Start of Records

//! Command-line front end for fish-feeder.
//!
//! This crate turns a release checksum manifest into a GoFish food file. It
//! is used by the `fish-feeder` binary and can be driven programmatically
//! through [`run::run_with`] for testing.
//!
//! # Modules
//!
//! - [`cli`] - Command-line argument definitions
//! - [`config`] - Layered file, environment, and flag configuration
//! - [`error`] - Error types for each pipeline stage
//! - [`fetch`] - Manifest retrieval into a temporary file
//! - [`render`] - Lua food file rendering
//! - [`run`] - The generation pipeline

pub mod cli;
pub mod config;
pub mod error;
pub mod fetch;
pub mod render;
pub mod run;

End of Records
Start of Records

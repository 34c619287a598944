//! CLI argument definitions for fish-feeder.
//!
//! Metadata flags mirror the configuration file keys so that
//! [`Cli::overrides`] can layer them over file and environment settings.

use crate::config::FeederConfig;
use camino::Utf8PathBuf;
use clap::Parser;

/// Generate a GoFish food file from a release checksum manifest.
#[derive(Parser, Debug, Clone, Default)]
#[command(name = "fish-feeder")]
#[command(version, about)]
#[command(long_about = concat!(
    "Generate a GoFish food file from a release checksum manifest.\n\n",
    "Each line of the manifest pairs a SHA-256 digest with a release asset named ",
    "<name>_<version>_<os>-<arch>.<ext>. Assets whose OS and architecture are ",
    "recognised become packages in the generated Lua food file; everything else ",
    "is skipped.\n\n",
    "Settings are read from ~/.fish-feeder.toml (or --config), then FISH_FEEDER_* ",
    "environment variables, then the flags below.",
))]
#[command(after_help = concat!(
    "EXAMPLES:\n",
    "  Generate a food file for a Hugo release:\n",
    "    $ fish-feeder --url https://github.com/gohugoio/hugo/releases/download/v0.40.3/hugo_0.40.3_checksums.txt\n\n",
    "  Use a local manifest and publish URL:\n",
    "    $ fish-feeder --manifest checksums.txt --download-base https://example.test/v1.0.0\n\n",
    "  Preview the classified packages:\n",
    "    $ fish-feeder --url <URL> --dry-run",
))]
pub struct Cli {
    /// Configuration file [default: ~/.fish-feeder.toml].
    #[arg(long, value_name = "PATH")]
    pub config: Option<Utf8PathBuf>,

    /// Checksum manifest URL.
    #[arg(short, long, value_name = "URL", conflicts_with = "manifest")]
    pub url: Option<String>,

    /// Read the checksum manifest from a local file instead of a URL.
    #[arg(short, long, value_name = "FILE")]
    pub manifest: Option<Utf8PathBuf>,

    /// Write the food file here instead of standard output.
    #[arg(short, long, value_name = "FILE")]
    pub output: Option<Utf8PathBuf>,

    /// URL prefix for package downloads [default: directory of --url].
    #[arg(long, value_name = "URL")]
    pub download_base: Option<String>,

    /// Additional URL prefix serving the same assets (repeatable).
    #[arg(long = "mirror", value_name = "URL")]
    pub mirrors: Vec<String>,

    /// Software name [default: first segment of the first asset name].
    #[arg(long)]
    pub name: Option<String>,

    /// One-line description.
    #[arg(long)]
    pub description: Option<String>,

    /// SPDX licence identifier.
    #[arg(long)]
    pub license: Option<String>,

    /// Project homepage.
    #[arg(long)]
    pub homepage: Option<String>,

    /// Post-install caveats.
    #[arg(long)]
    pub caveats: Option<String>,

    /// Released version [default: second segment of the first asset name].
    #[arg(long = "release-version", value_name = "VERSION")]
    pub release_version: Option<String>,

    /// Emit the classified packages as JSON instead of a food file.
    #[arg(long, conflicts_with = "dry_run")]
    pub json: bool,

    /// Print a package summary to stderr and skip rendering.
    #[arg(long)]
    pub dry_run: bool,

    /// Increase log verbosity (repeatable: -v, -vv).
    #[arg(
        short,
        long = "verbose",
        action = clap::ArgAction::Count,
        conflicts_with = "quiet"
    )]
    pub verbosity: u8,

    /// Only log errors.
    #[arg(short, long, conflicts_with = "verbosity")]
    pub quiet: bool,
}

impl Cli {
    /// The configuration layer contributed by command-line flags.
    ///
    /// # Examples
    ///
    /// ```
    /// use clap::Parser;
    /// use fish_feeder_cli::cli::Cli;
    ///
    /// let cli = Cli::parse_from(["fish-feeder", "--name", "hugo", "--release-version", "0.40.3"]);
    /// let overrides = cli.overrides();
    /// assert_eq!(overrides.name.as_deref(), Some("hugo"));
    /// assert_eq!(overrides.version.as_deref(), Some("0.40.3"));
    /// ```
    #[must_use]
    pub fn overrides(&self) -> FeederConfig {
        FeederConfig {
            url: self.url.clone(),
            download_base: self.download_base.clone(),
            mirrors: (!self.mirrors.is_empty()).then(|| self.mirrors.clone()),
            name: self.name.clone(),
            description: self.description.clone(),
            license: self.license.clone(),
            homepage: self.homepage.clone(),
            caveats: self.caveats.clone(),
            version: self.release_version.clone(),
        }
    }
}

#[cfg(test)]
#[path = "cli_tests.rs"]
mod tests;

End of Records

### What you will do
Figure out how many lines above hold "crate", then give that number alone.

### Response area
2